- **Task prompt**: In the data below, find the line containing "Self(Arc::new(f))", then set down that line and every later line up to and including the line containing "fn fmt(&self, f: &mut", exactly.

(Dataset entries)
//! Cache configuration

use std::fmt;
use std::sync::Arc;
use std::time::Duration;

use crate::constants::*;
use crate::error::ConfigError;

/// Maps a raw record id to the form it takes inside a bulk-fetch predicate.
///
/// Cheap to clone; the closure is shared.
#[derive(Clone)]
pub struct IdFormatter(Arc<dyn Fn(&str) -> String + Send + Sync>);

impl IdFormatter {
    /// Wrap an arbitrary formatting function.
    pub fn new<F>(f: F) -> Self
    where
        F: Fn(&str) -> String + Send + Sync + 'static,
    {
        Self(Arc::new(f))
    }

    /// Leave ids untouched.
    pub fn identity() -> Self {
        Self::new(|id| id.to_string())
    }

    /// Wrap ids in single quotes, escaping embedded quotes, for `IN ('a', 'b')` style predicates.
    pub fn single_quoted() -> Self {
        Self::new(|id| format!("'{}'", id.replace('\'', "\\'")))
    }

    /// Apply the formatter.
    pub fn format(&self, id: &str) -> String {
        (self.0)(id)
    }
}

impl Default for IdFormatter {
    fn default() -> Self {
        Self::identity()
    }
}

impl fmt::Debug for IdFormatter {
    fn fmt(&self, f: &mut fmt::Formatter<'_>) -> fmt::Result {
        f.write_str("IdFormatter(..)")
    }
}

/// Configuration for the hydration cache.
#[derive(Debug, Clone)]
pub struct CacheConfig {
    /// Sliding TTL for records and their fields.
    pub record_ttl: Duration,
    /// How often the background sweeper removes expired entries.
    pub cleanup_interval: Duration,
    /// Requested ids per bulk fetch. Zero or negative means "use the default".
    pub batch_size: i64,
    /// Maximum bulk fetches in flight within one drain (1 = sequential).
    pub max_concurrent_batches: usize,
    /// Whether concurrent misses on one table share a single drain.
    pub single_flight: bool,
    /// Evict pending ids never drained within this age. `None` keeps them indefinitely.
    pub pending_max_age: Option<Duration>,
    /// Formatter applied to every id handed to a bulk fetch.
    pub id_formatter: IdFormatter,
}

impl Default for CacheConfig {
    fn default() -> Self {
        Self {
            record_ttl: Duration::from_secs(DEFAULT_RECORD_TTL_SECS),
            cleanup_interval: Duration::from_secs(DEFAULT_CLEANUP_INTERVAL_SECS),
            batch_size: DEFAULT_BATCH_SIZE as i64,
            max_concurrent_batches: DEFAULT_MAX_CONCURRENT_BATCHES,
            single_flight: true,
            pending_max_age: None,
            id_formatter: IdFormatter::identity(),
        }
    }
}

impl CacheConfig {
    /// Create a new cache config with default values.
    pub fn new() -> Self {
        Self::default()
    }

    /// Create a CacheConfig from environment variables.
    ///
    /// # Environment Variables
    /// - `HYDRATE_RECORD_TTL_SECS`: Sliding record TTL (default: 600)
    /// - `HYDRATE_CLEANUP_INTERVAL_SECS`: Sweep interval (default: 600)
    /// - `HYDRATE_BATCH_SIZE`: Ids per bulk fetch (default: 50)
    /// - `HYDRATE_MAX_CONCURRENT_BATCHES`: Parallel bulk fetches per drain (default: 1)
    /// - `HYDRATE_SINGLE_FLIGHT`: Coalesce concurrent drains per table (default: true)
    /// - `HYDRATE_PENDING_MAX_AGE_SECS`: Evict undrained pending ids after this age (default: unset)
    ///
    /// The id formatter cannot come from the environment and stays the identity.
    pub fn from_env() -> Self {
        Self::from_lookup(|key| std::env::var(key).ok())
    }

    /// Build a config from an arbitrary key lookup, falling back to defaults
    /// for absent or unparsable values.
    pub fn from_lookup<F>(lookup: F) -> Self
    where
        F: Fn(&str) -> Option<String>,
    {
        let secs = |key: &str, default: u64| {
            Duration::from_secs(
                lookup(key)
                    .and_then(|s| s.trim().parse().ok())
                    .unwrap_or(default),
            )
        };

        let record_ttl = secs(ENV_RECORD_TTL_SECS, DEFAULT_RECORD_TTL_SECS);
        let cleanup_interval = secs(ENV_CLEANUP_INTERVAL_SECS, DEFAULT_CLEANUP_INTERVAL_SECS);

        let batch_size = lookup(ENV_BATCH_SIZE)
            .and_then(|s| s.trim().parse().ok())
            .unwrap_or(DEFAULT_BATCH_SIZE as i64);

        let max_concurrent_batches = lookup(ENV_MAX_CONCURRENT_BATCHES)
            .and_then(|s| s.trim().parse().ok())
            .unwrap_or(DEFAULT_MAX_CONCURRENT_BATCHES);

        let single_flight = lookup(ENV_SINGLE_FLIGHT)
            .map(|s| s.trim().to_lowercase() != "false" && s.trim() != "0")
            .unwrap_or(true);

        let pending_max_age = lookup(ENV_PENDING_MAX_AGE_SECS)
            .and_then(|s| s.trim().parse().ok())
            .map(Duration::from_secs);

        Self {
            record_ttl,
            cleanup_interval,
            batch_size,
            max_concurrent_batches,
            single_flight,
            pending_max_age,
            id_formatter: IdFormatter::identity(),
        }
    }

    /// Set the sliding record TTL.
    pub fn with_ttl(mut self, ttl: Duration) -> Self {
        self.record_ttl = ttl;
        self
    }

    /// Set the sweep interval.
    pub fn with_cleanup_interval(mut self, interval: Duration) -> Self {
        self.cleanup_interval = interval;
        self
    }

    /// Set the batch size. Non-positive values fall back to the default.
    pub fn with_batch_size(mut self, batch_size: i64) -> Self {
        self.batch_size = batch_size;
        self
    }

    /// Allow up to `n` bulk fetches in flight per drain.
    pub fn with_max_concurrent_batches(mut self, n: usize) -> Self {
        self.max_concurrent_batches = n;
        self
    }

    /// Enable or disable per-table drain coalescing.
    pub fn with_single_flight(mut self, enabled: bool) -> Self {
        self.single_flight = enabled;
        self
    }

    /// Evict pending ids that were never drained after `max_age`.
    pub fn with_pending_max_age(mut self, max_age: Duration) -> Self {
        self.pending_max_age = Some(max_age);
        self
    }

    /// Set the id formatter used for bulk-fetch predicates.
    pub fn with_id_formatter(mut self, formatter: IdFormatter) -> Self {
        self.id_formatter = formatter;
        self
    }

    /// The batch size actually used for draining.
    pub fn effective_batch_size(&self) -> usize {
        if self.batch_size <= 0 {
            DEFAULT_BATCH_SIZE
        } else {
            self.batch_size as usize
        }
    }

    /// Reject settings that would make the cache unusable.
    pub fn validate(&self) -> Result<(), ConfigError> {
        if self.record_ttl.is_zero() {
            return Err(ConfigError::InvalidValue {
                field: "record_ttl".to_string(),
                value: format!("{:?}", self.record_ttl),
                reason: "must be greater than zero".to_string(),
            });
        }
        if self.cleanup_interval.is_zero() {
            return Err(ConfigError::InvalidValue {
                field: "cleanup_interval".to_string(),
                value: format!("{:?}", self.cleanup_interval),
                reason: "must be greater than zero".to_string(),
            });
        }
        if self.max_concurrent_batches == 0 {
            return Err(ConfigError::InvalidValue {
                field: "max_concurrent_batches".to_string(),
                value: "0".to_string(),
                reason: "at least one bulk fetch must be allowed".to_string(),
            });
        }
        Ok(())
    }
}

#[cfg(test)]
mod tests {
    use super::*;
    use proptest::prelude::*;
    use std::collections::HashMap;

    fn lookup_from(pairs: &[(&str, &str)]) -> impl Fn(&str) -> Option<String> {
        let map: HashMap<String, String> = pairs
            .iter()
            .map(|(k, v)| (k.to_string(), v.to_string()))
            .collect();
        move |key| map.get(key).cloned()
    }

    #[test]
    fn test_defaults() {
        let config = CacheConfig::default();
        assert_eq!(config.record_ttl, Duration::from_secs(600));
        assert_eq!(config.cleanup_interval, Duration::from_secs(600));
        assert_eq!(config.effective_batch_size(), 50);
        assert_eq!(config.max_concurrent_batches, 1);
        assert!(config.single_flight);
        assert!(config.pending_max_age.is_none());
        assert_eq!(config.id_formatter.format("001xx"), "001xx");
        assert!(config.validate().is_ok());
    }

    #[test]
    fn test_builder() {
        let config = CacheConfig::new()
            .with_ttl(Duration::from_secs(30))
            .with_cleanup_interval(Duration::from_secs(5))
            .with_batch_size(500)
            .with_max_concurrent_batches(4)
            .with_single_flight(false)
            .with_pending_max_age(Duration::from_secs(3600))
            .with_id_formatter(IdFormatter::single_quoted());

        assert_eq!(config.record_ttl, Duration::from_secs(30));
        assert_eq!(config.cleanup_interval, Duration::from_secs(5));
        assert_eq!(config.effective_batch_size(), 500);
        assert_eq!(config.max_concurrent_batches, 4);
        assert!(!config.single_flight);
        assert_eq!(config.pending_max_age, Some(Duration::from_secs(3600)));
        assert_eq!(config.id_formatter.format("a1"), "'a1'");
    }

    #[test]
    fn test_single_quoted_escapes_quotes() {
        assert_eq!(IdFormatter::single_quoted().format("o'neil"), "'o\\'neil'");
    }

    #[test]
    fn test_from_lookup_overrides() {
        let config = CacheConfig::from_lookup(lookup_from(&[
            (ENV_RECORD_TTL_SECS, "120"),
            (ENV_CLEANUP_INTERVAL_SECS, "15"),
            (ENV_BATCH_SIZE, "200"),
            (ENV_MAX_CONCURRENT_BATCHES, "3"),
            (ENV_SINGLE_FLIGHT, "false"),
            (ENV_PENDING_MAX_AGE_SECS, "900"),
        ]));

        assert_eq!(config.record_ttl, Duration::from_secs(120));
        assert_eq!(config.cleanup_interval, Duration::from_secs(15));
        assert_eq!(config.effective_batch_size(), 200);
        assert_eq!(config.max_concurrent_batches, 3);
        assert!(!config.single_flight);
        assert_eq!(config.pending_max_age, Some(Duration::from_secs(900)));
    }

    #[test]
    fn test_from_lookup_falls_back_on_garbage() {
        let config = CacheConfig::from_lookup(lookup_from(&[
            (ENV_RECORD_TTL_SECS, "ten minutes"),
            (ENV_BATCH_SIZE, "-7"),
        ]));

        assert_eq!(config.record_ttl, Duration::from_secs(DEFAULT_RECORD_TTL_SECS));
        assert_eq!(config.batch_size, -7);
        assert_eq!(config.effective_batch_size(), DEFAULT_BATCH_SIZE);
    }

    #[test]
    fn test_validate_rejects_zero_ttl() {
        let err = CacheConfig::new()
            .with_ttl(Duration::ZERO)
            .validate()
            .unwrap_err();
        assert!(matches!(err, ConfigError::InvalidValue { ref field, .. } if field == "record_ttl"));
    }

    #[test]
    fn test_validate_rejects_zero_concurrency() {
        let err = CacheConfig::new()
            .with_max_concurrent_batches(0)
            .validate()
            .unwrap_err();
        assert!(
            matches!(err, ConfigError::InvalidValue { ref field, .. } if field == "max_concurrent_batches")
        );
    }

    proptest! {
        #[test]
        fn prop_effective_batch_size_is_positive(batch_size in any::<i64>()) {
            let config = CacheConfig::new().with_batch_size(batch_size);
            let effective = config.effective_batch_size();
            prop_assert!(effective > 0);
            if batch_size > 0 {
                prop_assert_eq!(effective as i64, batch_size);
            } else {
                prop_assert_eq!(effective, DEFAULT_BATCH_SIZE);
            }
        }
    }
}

* * *

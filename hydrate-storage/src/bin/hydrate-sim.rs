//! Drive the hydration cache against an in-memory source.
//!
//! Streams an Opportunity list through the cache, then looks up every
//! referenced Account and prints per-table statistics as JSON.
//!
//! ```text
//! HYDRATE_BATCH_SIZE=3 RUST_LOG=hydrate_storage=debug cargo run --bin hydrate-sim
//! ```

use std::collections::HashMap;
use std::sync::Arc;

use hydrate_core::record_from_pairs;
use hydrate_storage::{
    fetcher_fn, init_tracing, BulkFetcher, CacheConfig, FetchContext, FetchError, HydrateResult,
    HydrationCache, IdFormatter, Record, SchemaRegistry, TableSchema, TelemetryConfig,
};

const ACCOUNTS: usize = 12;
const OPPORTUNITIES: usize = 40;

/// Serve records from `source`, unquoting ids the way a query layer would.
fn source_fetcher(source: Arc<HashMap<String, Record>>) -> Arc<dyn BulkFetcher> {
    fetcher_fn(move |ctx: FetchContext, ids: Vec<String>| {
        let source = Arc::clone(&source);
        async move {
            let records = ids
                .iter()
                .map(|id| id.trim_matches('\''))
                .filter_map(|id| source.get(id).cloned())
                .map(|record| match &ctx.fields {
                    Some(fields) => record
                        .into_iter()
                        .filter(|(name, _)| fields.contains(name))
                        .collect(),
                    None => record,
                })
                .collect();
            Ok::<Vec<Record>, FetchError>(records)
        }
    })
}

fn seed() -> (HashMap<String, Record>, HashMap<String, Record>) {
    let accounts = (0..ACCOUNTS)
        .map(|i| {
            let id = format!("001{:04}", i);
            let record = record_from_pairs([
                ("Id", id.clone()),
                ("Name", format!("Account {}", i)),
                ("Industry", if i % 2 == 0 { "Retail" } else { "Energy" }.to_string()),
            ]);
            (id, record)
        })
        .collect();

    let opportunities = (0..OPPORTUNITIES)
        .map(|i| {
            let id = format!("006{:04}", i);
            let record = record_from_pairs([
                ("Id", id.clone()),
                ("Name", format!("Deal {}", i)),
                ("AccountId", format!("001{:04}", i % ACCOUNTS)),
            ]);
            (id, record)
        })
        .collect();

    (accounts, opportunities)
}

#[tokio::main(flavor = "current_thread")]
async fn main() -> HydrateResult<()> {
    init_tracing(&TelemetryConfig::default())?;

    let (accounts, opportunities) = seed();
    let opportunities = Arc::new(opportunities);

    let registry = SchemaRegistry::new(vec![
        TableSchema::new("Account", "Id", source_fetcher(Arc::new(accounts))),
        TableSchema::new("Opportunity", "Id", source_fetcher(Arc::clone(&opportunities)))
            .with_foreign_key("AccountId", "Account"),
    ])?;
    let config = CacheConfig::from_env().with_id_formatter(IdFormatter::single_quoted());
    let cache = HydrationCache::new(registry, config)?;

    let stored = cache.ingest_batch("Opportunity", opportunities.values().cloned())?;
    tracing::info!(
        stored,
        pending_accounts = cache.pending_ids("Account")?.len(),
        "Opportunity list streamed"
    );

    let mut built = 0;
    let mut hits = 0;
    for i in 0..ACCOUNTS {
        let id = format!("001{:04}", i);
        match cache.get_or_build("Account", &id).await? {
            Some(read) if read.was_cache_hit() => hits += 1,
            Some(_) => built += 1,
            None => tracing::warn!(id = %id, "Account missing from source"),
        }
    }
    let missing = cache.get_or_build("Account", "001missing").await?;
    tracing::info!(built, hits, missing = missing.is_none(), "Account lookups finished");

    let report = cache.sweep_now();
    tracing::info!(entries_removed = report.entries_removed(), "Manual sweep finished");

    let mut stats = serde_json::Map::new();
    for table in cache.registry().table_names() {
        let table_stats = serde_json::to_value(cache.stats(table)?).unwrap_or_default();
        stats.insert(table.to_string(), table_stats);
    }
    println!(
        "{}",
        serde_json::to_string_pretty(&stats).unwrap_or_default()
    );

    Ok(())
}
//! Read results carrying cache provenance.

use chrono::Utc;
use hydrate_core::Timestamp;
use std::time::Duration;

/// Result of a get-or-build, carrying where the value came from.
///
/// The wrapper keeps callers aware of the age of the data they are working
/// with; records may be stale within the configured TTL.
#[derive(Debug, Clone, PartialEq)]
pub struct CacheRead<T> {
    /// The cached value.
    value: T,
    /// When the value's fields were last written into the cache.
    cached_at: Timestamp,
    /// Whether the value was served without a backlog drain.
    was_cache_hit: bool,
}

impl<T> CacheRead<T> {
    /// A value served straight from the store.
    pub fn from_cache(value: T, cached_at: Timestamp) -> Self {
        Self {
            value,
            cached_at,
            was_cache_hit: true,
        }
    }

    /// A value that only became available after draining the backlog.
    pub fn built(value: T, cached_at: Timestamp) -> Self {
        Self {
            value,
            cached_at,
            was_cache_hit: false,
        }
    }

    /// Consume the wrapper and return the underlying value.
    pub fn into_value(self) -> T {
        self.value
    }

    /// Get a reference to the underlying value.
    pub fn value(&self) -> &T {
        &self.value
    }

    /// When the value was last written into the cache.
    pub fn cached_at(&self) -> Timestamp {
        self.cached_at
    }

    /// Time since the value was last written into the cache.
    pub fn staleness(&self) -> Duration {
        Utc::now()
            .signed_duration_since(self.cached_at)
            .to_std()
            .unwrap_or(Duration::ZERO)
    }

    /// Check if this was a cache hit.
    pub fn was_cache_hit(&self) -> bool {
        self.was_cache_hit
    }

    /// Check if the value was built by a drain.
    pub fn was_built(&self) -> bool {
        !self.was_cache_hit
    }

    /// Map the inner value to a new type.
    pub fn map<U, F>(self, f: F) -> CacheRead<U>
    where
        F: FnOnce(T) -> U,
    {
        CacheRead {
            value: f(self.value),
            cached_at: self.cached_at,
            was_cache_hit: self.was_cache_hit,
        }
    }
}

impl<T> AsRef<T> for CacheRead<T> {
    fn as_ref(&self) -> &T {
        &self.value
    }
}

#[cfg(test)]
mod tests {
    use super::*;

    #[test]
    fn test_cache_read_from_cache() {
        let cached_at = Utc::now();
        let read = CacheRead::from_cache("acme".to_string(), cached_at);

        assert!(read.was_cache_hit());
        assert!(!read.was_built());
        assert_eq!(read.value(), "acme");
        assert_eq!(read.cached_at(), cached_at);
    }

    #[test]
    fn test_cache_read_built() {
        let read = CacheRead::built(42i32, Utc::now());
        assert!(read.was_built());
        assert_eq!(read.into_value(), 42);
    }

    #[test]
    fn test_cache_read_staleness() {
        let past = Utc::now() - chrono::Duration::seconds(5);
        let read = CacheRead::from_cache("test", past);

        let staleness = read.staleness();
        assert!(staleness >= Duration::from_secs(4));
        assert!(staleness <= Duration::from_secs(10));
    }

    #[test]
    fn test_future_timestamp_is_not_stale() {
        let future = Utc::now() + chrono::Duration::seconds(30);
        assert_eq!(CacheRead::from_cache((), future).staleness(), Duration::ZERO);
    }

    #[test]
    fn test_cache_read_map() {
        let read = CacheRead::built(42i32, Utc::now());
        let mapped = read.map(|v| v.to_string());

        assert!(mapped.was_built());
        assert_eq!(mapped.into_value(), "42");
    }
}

==

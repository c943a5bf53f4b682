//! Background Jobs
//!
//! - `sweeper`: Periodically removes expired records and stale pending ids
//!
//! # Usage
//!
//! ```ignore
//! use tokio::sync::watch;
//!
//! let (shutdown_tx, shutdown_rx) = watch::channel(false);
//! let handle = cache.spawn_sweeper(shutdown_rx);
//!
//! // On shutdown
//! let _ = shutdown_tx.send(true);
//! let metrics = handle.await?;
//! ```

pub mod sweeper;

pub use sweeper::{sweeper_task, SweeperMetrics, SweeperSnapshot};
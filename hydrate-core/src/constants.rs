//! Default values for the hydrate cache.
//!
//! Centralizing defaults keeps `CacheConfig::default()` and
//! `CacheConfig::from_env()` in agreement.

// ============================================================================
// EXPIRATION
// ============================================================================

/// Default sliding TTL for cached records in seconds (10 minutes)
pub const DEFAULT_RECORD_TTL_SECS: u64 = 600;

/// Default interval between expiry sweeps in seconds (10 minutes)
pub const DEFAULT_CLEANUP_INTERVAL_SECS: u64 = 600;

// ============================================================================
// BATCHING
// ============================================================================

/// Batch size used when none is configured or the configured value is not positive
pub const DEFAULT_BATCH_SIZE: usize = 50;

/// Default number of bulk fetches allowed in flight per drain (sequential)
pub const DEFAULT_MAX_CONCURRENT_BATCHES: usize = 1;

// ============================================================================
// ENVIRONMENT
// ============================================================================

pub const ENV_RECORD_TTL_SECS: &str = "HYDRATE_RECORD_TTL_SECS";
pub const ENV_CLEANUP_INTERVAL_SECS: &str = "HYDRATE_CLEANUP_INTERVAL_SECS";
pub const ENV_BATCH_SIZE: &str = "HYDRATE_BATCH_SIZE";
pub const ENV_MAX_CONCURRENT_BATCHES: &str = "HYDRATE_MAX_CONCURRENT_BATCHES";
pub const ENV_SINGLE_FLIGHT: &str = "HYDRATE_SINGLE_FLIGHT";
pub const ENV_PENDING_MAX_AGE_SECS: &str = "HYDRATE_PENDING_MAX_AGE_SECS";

- **Exercise answer**:
        Self(Arc::new(f))
    }

    /// Leave ids untouched.
    pub fn identity() -> Self {
        Self::new(|id| id.to_string())
    }

    /// Wrap ids in single quotes, escaping embedded quotes, for `IN ('a', 'b')` style predicates.
    pub fn single_quoted() -> Self {
        Self::new(|id| format!("'{}'", id.replace('\'', "\\'")))
    }

    /// Apply the formatter.
    pub fn format(&self, id: &str) -> String {
        (self.0)(id)
    }
}

impl Default for IdFormatter {
    fn default() -> Self {
        Self::identity()
    }
}

impl fmt::Debug for IdFormatter {
    fn fmt(&self, f: &mut fmt::Formatter<'_>) -> fmt::Result {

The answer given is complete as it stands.